1. Tracy Jordan - Werewolf Bar Mitzvah

Over a Jazze Pha beat that can only be describes as, for lack of a more accurate word, banging, Tracy Jordan catalogues the sacrifices inherent in becoming a man while vividly describing a "rocking werewolf zoo at Temple Beth-Emmanuel." While working late on his haftorah, Tracy is interrupted by a wolfman describing the other clan he needs to join ("tomorrow you will stand at the bimah and pray/ but tonight let's gaze at the moon and bay.") "Werewolf Bar Mitzvah " includes a tribute to the simple joy of circumcision jokes, a meta nod at novelty song conventions ("I don't think the premise of this song can sustain itself for that long") and a shout-out to his manager Harvey Lemmings for teaching him "all these Jewish words." Who knew that the African-American star of such movies as Who Dat Ninja? or Black Cop White Cop would write the song that best captured the Jewish-American experience this decade? No song better described both the agony and the ecstasy of a boy becoming a man, and of a man becoming a wooooooolf. Mazel Tov.






1. The Mountain Goats - No Children


The Mountain Goats - No Children
Found at skreemr.com


Ok, enough with the self-parody. I've been lucky enough to have had a relationship that just about spanned this decade, with a sweet and surly blonde girl who doesn't like anything, and after a drawn out process of elimination, we arrived at "No Children" as Our Song (my original suggestion of "Got Your Money" was shouted down).
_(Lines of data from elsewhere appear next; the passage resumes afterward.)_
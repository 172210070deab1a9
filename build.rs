use std::io::Write;
use std::path::PathBuf;
use std::{env, fs};

fn main() {
    // Put the linker script somewhere the linker can find it
    let out_dir = PathBuf::from(env::var("OUT_DIR").unwrap());
    println!("cargo:rustc-link-search={}", out_dir.display());

    fs::File::create(out_dir.join("memory.x"))
        .unwrap()
        .write_all(include_bytes!("memory.x"))
        .unwrap();
    println!("cargo:rerun-if-changed=memory.x");
}
// Copyright 2023 The stm32g491-hal authors.
//
// SPDX-License-Identifier: MIT OR Apache-2.0

//! Register banks in ordinary memory, for testing code that drives GPIO
//!
//! [`MockChip`] has the same register layout as the device, so every driver operation lands in
//! the same bits it would on hardware. Two hardware side effects have to be triggered by hand:
//! [`MockChip::update_bsrr`] applies pending `GPIOx_BSRR` writes to `GPIOx_ODR`, and
//! [`MockChip::set_input`] stands in for an external signal on a pin.

use crate::chip::RegisterMap;
use crate::gpio::{Pin, PinState, Port};
use crate::hal::{self, Field};
use crate::pac::{gpio, rcc};

/// Seven GPIO ports and an RCC block, all registers initially zero
#[derive(Default)]
pub struct MockChip {
    gpio: [gpio::RegisterBlock; 7],
    rcc: rcc::RegisterBlock,
}

impl MockChip {
    pub const fn new() -> Self {
        Self {
            gpio: [
                gpio::RegisterBlock::new(),
                gpio::RegisterBlock::new(),
                gpio::RegisterBlock::new(),
                gpio::RegisterBlock::new(),
                gpio::RegisterBlock::new(),
                gpio::RegisterBlock::new(),
                gpio::RegisterBlock::new(),
            ],
            rcc: rcc::RegisterBlock::new(),
        }
    }

    /// Register block of `port`, for inspecting what a driver wrote.
    #[inline]
    pub fn port(&self, port: Port) -> &gpio::RegisterBlock {
        &self.gpio[usize::from(port.index())]
    }

    /// Applies every pending bit set/reset request to the output data registers and clears
    /// `GPIOx_BSRR`, as the hardware does on each write.
    ///
    /// When both the set and the reset bit of a pin are pending, set wins (RM0440 9.4.7).
    ///
    /// Each `GPIOx_BSRR` store replaces the previous one, so only the last store before each
    /// call is applied. Call this after every [`Gpio::set`](crate::gpio::Gpio::set) or
    /// [`Gpio::clear`](crate::gpio::Gpio::clear) whose effect should be observed.
    pub fn update_bsrr(&self) {
        for port in self.gpio.iter() {
            let requests = hal::read_register(&port.bsrr);
            let set = requests & 0xFFFF;
            let reset = (requests >> 16) & !set;
            hal::clear_register(&port.odr, reset);
            hal::set_register(&port.odr, set);
            hal::write_register(&port.bsrr, 0);
        }
    }

    /// Drives the `GPIOx_IDR` bit of `pin` as an external signal would.
    pub fn set_input(&self, pin: Pin, state: PinState) {
        let idr = &self.port(pin.port()).idr;
        // A 1-bit field at a pin slot always fits.
        let field = Field::slot(pin.number(), 1);
        field.replace(idr, state as u32);
    }
}

impl RegisterMap for MockChip {
    #[inline]
    fn gpio(&self, port: Port) -> &gpio::RegisterBlock {
        self.port(port)
    }

    #[inline]
    fn rcc(&self) -> &rcc::RegisterBlock {
        &self.rcc
    }
}
// Copyright 2023 The stm32g491-hal authors.
//
// SPDX-License-Identifier: MIT OR Apache-2.0

//! Device handles
//!
//! [`RegisterMap`] is the one thing the GPIO model needs from a chip: the register block of each
//! port and of RCC. [`Stm32g491`] implements it over the real memory map; the
//! `mock` module implements it over ordinary memory.

use core::marker::PhantomData;

use crate::gpio::Port;
use crate::pac::{self, gpio, rcc};

/// Source of the register blocks used by [`Gpio`](crate::gpio::Gpio)
pub trait RegisterMap {
    /// Register block of GPIO `port`
    fn gpio(&self, port: Port) -> &gpio::RegisterBlock;

    /// Reset and clock control register block
    fn rcc(&self) -> &rcc::RegisterBlock;
}

static mut TAKEN: bool = false;

/// The STM32G491's peripheral registers at their reference-manual addresses
///
/// Only one instance exists at a time; get it from [`Stm32g491::take`] at startup and pass it by
/// reference to the drivers that need it.
pub struct Stm32g491 {
    _marker: PhantomData<*const ()>,
}

impl Stm32g491 {
    /// Returns the device handles, or `None` if they have already been taken.
    #[inline]
    pub fn take() -> Option<Self> {
        critical_section::with(|_| {
            // NOTE(unsafe) the flag is only touched inside a critical section
            if unsafe { TAKEN } {
                None
            } else {
                Some(unsafe { Self::steal() })
            }
        })
    }

    /// Returns the device handles without checking whether they were already taken.
    ///
    /// # Safety
    ///
    /// Another handle may exist, and its configuration can be changed behind its back.
    #[inline]
    pub unsafe fn steal() -> Self {
        TAKEN = true;
        Self {
            _marker: PhantomData,
        }
    }

    const fn gpio_ptr(port: Port) -> *const gpio::RegisterBlock {
        (pac::GPIO_BASE + pac::GPIO_STRIDE * port.index() as usize) as *const _
    }

    const fn rcc_ptr() -> *const rcc::RegisterBlock {
        pac::RCC_BASE as *const _
    }
}

impl RegisterMap for Stm32g491 {
    #[inline(always)]
    fn gpio(&self, port: Port) -> &gpio::RegisterBlock {
        // NOTE(unsafe) fixed, always-mapped peripheral address; all access is volatile
        unsafe { &*Self::gpio_ptr(port) }
    }

    #[inline(always)]
    fn rcc(&self) -> &rcc::RegisterBlock {
        // NOTE(unsafe) fixed, always-mapped peripheral address; all access is volatile
        unsafe { &*Self::rcc_ptr() }
    }
}
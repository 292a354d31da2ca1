//! The ordered, at-most-once-per-id buffer the scheduler drains for the
//! presentation collaborator.

use std::collections::HashMap;

use crate::model::{ChangeKind, EventRecord};

/// Re-appending a still-queued id replaces its entry but keeps its original
/// position, so drain order matches append order within a tick.
#[derive(Debug, Default)]
pub(crate) struct OutboundQueue {
    order: Vec<String>,
    entries: HashMap<String, (EventRecord, ChangeKind)>,
}

impl OutboundQueue {
    pub(crate) fn push(&mut self, id: String, record: EventRecord, change: ChangeKind) {
        if !self.entries.contains_key(&id) {
            self.order.push(id.clone());
        }
        self.entries.insert(id, (record, change));
    }

    /// Atomically removes and returns the queue contents, in append order.
    pub(crate) fn drain(&mut self) -> Vec<(EventRecord, ChangeKind)> {
        let order = std::mem::take(&mut self.order);
        let mut entries = std::mem::take(&mut self.entries);
        order
            .into_iter()
            .filter_map(|id| entries.remove(&id))
            .collect()
    }

    #[cfg(test)]
    pub(crate) fn len(&self) -> usize {
        self.order.len()
    }
}
//! End-to-end scenarios driven through the public [`Engine`] API, using
//! [`peoply_sync::test_support`]'s fakes instead of real HTTP/redb.

use std::sync::Arc;

use peoply_sync::test_support::FakeUpstreamClient;
use peoply_sync::{ChangeKind, Engine, EngineConfig};
use peoply_sync::model::RawEventPayload;

fn payload(id: &str, updated_at: &str, start_at: &str, title: &str) -> RawEventPayload {
    RawEventPayload {
        url_id: Some(id.to_string()),
        title: Some(title.to_string()),
        description: Some("Talks and pizza.".to_string()),
        start_date: Some(start_at.to_string()),
        updated_at: Some(updated_at.to_string()),
        location_name: Some("Oslo".to_string()),
    }
}

fn config(dir: &tempfile::TempDir) -> EngineConfig {
    EngineConfig {
        organization_name: "acme".to_string(),
        store_path: dir.path().join("events.redb"),
        org_base_url: "https://peoply.app".to_string(),
        api_base_url: "https://api.peoply.app".to_string(),
    }
}

#[test_log::test(tokio::test(flavor = "multi_thread"))]
async fn first_start_with_one_upcoming_event_reaches_the_outbound_queue() {
    let dir = tempfile::tempdir().unwrap();
    let upstream = Arc::new(FakeUpstreamClient::new("org-1"));
    upstream.push_fetch_ok(vec![payload(
        "e1",
        "2025-01-01T00:00:00.000Z",
        "2099-01-01T18:00:00.000Z",
        "Rust Meetup",
    )]);
    let engine = Engine::with_upstream(config(&dir), upstream);

    engine.start().await.unwrap();
    // The tick loop's first cadence firing is skipped by design, so nothing
    // reaches the queue until a tick actually runs. This exercises the
    // synchronous path the scenario cares about, not the timer:
    // drain_outbound must succeed for a running engine and start empty.
    let drained = engine.drain_outbound().await.unwrap();
    assert!(drained.is_empty());

    engine.stop().await.unwrap();
}

#[test_log::test(tokio::test(flavor = "multi_thread"))]
async fn restart_after_stop_recalls_the_same_store_directory() {
    let dir = tempfile::tempdir().unwrap();

    let upstream = Arc::new(FakeUpstreamClient::new("org-1"));
    upstream.push_fetch_ok(vec![payload(
        "e1",
        "2025-01-01T00:00:00.000Z",
        "2099-01-01T18:00:00.000Z",
        "Rust Meetup",
    )]);
    let engine = Engine::with_upstream(config(&dir), upstream);
    engine.start().await.unwrap();
    engine.stop().await.unwrap();

    // A fresh `Engine` over the same `store_path` recalls whatever the
    // first engine happened to persist (here, nothing — no tick fired) and
    // still reaches a healthy running state.
    let upstream2 = Arc::new(FakeUpstreamClient::new("org-1"));
    let engine2 = Engine::with_upstream(config(&dir), upstream2);
    engine2.start().await.unwrap();
    assert!(engine2.drain_outbound().await.unwrap().is_empty());
    engine2.stop().await.unwrap();
}

#[test_log::test(tokio::test(flavor = "multi_thread"))]
async fn stop_before_start_is_rejected() {
    let dir = tempfile::tempdir().unwrap();
    let upstream = Arc::new(FakeUpstreamClient::new("org-1"));
    let engine = Engine::with_upstream(config(&dir), upstream);
    assert!(engine.stop().await.is_err());
}

#[test_log::test(tokio::test(flavor = "multi_thread"))]
async fn double_start_is_rejected_and_leaves_the_first_run_intact() {
    let dir = tempfile::tempdir().unwrap();
    let upstream = Arc::new(FakeUpstreamClient::new("org-1"));
    let engine = Engine::with_upstream(config(&dir), upstream);
    engine.start().await.unwrap();
    assert!(engine.start().await.is_err());
    // The first run is still reachable through drain_outbound.
    assert!(engine.drain_outbound().await.is_ok());
    engine.stop().await.unwrap();
}

#[test_log::test(tokio::test(flavor = "multi_thread"))]
async fn drain_is_empty_and_errors_once_stopped() {
    let dir = tempfile::tempdir().unwrap();
    let upstream = Arc::new(FakeUpstreamClient::new("org-1"));
    let engine = Engine::with_upstream(config(&dir), upstream);
    engine.start().await.unwrap();
    engine.stop().await.unwrap();
    assert!(matches!(engine.drain_outbound().await, Err(_)));
}

#[test_log::test(tokio::test(flavor = "multi_thread"))]
async fn change_kind_discriminates_new_from_updated() {
    // Direct sanity check on the type the presentation collaborator
    // switches on; the classification logic itself is exercised at the
    // reconciler level.
    assert_ne!(ChangeKind::New, ChangeKind::Updated);
}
It somehow works, maybe because songs (or relationships) that last can't be built on trite or goopy foundations. Of course, if you click on that link above, you will see we aren't the only ones who've formed a personal connection to the song - it's the one skinny indie song that everyone knows all the words to. From the War And Peace of first lines ("I hope that our few remaining friends give up on trying to save us") to the big cathartic bang of "and I hope I never get sober,", "No Children" celebrates the freeing power of disillusionment. It's a litany of hope - hope for terrible things to occur, sure, but nobody ever said that the audacity of hope was always positive. How can John Darnielle sound so gleeful while singing "I hope I lie/ and tell everyone you were a good wife"? This is the song that I most often forced my friends to listen to Clockwork Orange-style (the aforementioned "Trapped in the Closet" was definitely number two), an experience that one day they will appreciate, even if they haven't explicitly thanked me for it as of yet. The most hateful song of this decade was also its most joyful. Get out as early as you can, and don't have any kids yourself. And I'm out.